Se fue el año y no supimos con exactitud el día y hora de muerte del Mono Jojoy, cuyo cadáver fue traído a Bogotá en avanzado estado de descomposición. El anuncio “coincidió” con el discurso de Santos a la ONU. Y a propósito, nos quedamos con las ganas de saber qué tanta veracidad tuvieron en ese y otros golpes a la guerrilla, los socorridos chips instalados en botas de dotación de los insurgentes.

Tampoco supimos qué pasó con Fabián Márquez, cuya muerte fue anunciada por Santos en un consejo por la prosperidad, pero su cadáver no apareció.

No se entendió por qué no hubo el mismo tratamiento para los Nule que para los Moreno y los Garzón en medio del escándalo de las contrataciones en Bogotá.

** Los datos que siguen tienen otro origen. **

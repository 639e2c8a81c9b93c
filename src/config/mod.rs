//! Configuration: TOML file under the platform config directory.

mod loader;
mod types;

pub use loader::ConfigError;
pub use types::{Config, StorageConfig, UiConfig};
use crate::catalog::CategoryFilter;
use crate::ui::app::App;
use crossterm::event::{KeyCode, KeyEvent, KeyEventKind, KeyModifiers};
use std::time::Instant;

pub fn handle_key(app: &mut App, key: KeyEvent, now: Instant) {
    if key.kind != KeyEventKind::Press {
        return;
    }

    if is_ctrl_char(key, 'c') || matches!(key.code, KeyCode::Char('q')) {
        app.request_quit();
        return;
    }

    // Everything below is plain keys; modified chords are not bound.
    if key.modifiers.contains(KeyModifiers::CONTROL) {
        return;
    }

    if app.panel().is_visible() {
        match key.code {
            KeyCode::Esc | KeyCode::Char('v') => app.close_favorites(),
            KeyCode::Up | KeyCode::Char('k') => app.panel_move_up(),
            KeyCode::Down | KeyCode::Char('j') => app.panel_move_down(),
            KeyCode::Char('d') | KeyCode::Delete => app.remove_selected(now),
            _ => {}
        }
        return;
    }

    match key.code {
        KeyCode::Char('n') | KeyCode::Char(' ') => app.request_new_quote(now),
        KeyCode::Char('f') => app.toggle_favorite(now),
        KeyCode::Char('c') => app.copy_current(now),
        KeyCode::Char('t') => app.share_current(now),
        KeyCode::Char('v') => app.open_favorites(),
        KeyCode::Left => {
            let prev = app.session().filter().prev();
            app.select_category(prev, now);
        }
        KeyCode::Right => {
            let next = app.session().filter().next();
            app.select_category(next, now);
        }
        KeyCode::Char(ch @ '1'..='6') => {
            let index = ch as usize - '1' as usize;
            app.select_category(CategoryFilter::CHOICES[index], now);
        }
        _ => {}
    }
}

fn is_ctrl_char(key: KeyEvent, needle: char) -> bool {
    matches!(key.code, KeyCode::Char(ch) if ch.eq_ignore_ascii_case(&needle))
        && key.modifiers.contains(KeyModifiers::CONTROL)
}
//! Reducer trait for MVI architecture.

use super::intent::Intent;
use super::state::UiState;

/// Reducer transforms state based on intents.
///
/// The reducer is the only place where state transitions happen.
/// It must be a pure function: (State, Intent) -> State
pub trait Reducer {
    /// The state type this reducer operates on.
    type State: UiState;

    /// The intent type this reducer handles.
    type Intent: Intent;

    /// Process an intent and return the new state.
    ///
    /// This should be a pure function with no side effects.
    fn reduce(state: Self::State, intent: Self::Intent) -> Self::State;
}
//! Reducer for the transition guard.

use crate::ui::mvi::Reducer;

use super::intent::TransitionIntent;
use super::state::TransitionState;

/// Reducer for transition guard state transitions.
///
/// Pure function — dropping the draw request that arrives during a window
/// is handled by the caller around the dispatch call.
pub struct TransitionReducer;

impl Reducer for TransitionReducer {
    type State = TransitionState;
    type Intent = TransitionIntent;

    fn reduce(state: Self::State, intent: Self::Intent) -> Self::State {
        match intent {
            TransitionIntent::Start { now, duration } => match state {
                TransitionState::Idle => TransitionState::Transitioning {
                    until: now + duration,
                },
                // A running window keeps its original deadline
                transitioning => transitioning,
            },

            TransitionIntent::TimerElapsed { now } => match state {
                TransitionState::Transitioning { until } if now >= until => {
                    TransitionState::Idle
                }
                other => other,
            },
        }
    }
}

#[cfg(test)]
mod tests {
    use super::*;
    use std::time::{Duration, Instant};

    const WINDOW: Duration = Duration::from_millis(800);

    #[test]
    fn start_from_idle_opens_the_window() {
        let now = Instant::now();
        let new = TransitionReducer::reduce(
            TransitionState::Idle,
            TransitionIntent::Start { now, duration: WINDOW },
        );
        assert_eq!(new, TransitionState::Transitioning { until: now + WINDOW });
    }

    #[test]
    fn start_while_transitioning_keeps_the_original_deadline() {
        let now = Instant::now();
        let state = TransitionState::Transitioning { until: now + WINDOW };
        let new = TransitionReducer::reduce(
            state,
            TransitionIntent::Start {
                now: now + Duration::from_millis(100),
                duration: WINDOW,
            },
        );
        assert_eq!(new, TransitionState::Transitioning { until: now + WINDOW });
    }

    #[test]
    fn timer_before_the_deadline_keeps_transitioning() {
        let now = Instant::now();
        let state = TransitionState::Transitioning { until: now + WINDOW };
        let new = TransitionReducer::reduce(
            state,
            TransitionIntent::TimerElapsed {
                now: now + WINDOW - Duration::from_millis(1),
            },
        );
        assert!(new.is_transitioning());
    }

    #[test]
    fn timer_at_the_deadline_returns_to_idle() {
        let now = Instant::now();
        let state = TransitionState::Transitioning { until: now + WINDOW };
        let new = TransitionReducer::reduce(
            state,
            TransitionIntent::TimerElapsed { now: now + WINDOW },
        );
        assert_eq!(new, TransitionState::Idle);
    }

    #[test]
    fn timer_after_the_deadline_returns_to_idle() {
        let now = Instant::now();
        let state = TransitionState::Transitioning { until: now + WINDOW };
        let new = TransitionReducer::reduce(
            state,
            TransitionIntent::TimerElapsed {
                now: now + WINDOW + Duration::from_secs(1),
            },
        );
        assert_eq!(new, TransitionState::Idle);
    }

    #[test]
    fn timer_while_idle_is_noop() {
        let new = TransitionReducer::reduce(
            TransitionState::Idle,
            TransitionIntent::TimerElapsed { now: Instant::now() },
        );
        assert_eq!(new, TransitionState::Idle);
    }
}
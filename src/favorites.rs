//! The persisted favorites set.
//!
//! An ordered list of quote ids, no duplicates, written through to a
//! [`KeyValueStore`] as a JSON integer array under a fixed key. Persistence
//! faults never reach the caller: the in-memory set stays authoritative for
//! the session and the fault is logged.

use crate::catalog::{Catalog, Quote, QuoteId};
use crate::storage::KeyValueStore;
use tracing::warn;

/// Storage slot holding the favorites array, e.g. `[1, 7, 23]`.
pub const FAVORITES_KEY: &str = "favorites";

/// Result of a toggle operation.
#[derive(Debug, Clone, Copy, PartialEq, Eq)]
pub enum FavoriteOutcome {
    Added,
    Removed,
}

pub struct Favorites {
    ids: Vec<QuoteId>,
    store: Box<dyn KeyValueStore>,
}

impl Favorites {
    /// Load the persisted set. Absence, malformed content, and read faults
    /// all yield an empty set.
    pub fn load(store: Box<dyn KeyValueStore>) -> Self {
        let ids = match store.get(FAVORITES_KEY) {
            Ok(Some(raw)) => match serde_json::from_str::<Vec<QuoteId>>(&raw) {
                Ok(ids) => dedup_preserving_order(ids),
                Err(err) => {
                    warn!(%err, "malformed favorites entry, starting empty");
                    Vec::new()
                }
            },
            Ok(None) => Vec::new(),
            Err(err) => {
                warn!(%err, "favorites load failed, starting empty");
                Vec::new()
            }
        };
        Self { ids, store }
    }

    pub fn is_favorite(&self, id: QuoteId) -> bool {
        self.ids.contains(&id)
    }

    /// Remove the id if present, append it otherwise. Writes through to the
    /// store on every call.
    pub fn toggle(&mut self, id: QuoteId) -> FavoriteOutcome {
        let outcome = match self.ids.iter().position(|fav| *fav == id) {
            Some(index) => {
                self.ids.remove(index);
                FavoriteOutcome::Removed
            }
            None => {
                self.ids.push(id);
                FavoriteOutcome::Added
            }
        };
        self.persist();
        outcome
    }

    /// Remove the id if present. Writes through only when a removal occurred.
    pub fn remove(&mut self, id: QuoteId) -> bool {
        let Some(index) = self.ids.iter().position(|fav| *fav == id) else {
            return false;
        };
        self.ids.remove(index);
        self.persist();
        true
    }

    /// Favorite quotes in insertion order. Ids with no matching quote are
    /// silently skipped.
    pub fn resolve(&self, catalog: &'static Catalog) -> Vec<&'static Quote> {
        self.ids.iter().filter_map(|id| catalog.find(*id)).collect()
    }

    pub fn count(&self) -> usize {
        self.ids.len()
    }

    pub fn ids(&self) -> &[QuoteId] {
        &self.ids
    }

    fn persist(&mut self) {
        let encoded = match serde_json::to_string(&self.ids) {
            Ok(encoded) => encoded,
            Err(err) => {
                warn!(%err, "favorites encode failed, skipping write");
                return;
            }
        };
        if let Err(err) = self.store.put(FAVORITES_KEY, &encoded) {
            warn!(%err, "favorites write failed, keeping in-memory state");
        }
    }
}

fn dedup_preserving_order(ids: Vec<QuoteId>) -> Vec<QuoteId> {
    let mut seen = Vec::with_capacity(ids.len());
    for id in ids {
        if !seen.contains(&id) {
            seen.push(id);
        }
    }
    seen
}
//! Favorites overlay panel feature module.
//!
//! A centered modal listing the saved quotes with a movable selection.
//! The list itself lives in the session; the panel state only tracks
//! visibility, the selected row, and the scroll offset.

mod intent;
mod panel;
mod reducer;
mod state;

pub use intent::FavoritesPanelIntent;
pub use panel::render_favorites_panel;
pub use reducer::{FavoritesPanelReducer, MAX_VISIBLE_ROWS};
pub use state::FavoritesPanelState;
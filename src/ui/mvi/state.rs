//! Base trait for UI state in MVI architecture.

/// Marker trait for UI state objects.
///
/// States should be:
/// - Immutable (Clone to create new states)
/// - Self-contained (all data needed to render the view)
/// - Comparable (PartialEq for detecting changes)
pub trait UiState: Clone + PartialEq + Default + Send + 'static {}
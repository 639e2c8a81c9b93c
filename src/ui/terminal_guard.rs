use crossterm::cursor::{Hide, Show};
use crossterm::terminal::{
    disable_raw_mode, enable_raw_mode, Clear as TermClear, ClearType, EnterAlternateScreen,
    LeaveAlternateScreen,
};
use crossterm::ExecutableCommand;
use ratatui::backend::CrosstermBackend;
use ratatui::Terminal;
use std::io::{self, Stdout};
use std::sync::{Arc, Mutex};

pub struct TerminalGuard {
    cleanup: Arc<Mutex<Option<Box<dyn FnOnce() + Send + 'static>>>>,
}

impl TerminalGuard {
    fn new() -> Self {
        Self {
            cleanup: Arc::new(Mutex::new(None)),
        }
    }

    fn set_cleanup<F: FnOnce() + Send + 'static>(&self, cleanup: F) {
        if let Ok(mut slot) = self.cleanup.lock() {
            *slot = Some(Box::new(cleanup));
        }
    }

    fn install_panic_hook(&self) {
        let cleanup = Arc::clone(&self.cleanup);
        let default_hook = std::panic::take_hook();
        std::panic::set_hook(Box::new(move |info| {
            if let Ok(mut slot) = cleanup.lock() {
                if let Some(cleanup) = slot.take() {
                    cleanup();
                }
            }
            default_hook(info);
        }));
    }

    fn restore(&self) {
        if let Ok(mut slot) = self.cleanup.lock() {
            if let Some(cleanup) = slot.take() {
                cleanup();
            }
        }
    }
}

impl Drop for TerminalGuard {
    fn drop(&mut self) {
        self.restore();
    }
}

pub fn setup_terminal() -> io::Result<(Terminal<CrosstermBackend<Stdout>>, TerminalGuard)> {
    enable_raw_mode()?;
    let mut stdout = io::stdout();
    stdout.execute(EnterAlternateScreen)?;
    stdout.execute(TermClear(ClearType::All))?;
    stdout.execute(Hide)?;

    let backend = CrosstermBackend::new(stdout);
    let terminal = Terminal::new(backend)?;
    let guard = TerminalGuard::new();
    guard.set_cleanup(|| {
        let _ = disable_raw_mode();
        let mut stdout = io::stdout();
        let _ = stdout.execute(LeaveAlternateScreen);
        let _ = stdout.execute(Show);
    });
    guard.install_panic_hook();

    Ok((terminal, guard))
}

O qué tanto sigue haciendo J.J. Rendón en el país, o quién es el Número Uno en el caso de las chuzadas del DAS. O por qué el ex presidente Uribe no entra en tratamiento si hasta la embajada estadounidense, según Wikileaks, suponía que tenía temperamento paranoide.

Por ahora un misterio, el presente del Partido Verde, del Polo, de Petro y de Peñalosa, todos ellos empeñados en extender el suspenso mientras les apuestan al equilibrismo y a la apertura ideológica.

Son incógnitas también, a quién le asignarán el tercer canal de TV, quiénes son los dueños de Santa Fe, qué tanta participación tiene ahora el Chiqui en Millos, y por qué la gente va a los estadios pero insiste en que nuestro fútbol es mediocre y el torneo es peor.

La lista es, decíamos, larga y deja pocas esperanzas, como no sea la de engrosar esa cadena de misterios irresueltos desde que nos quedamos sin saber quién mató a Mamatoco, Gaitán, Galán y hasta Betty, que era tan buen muchacha.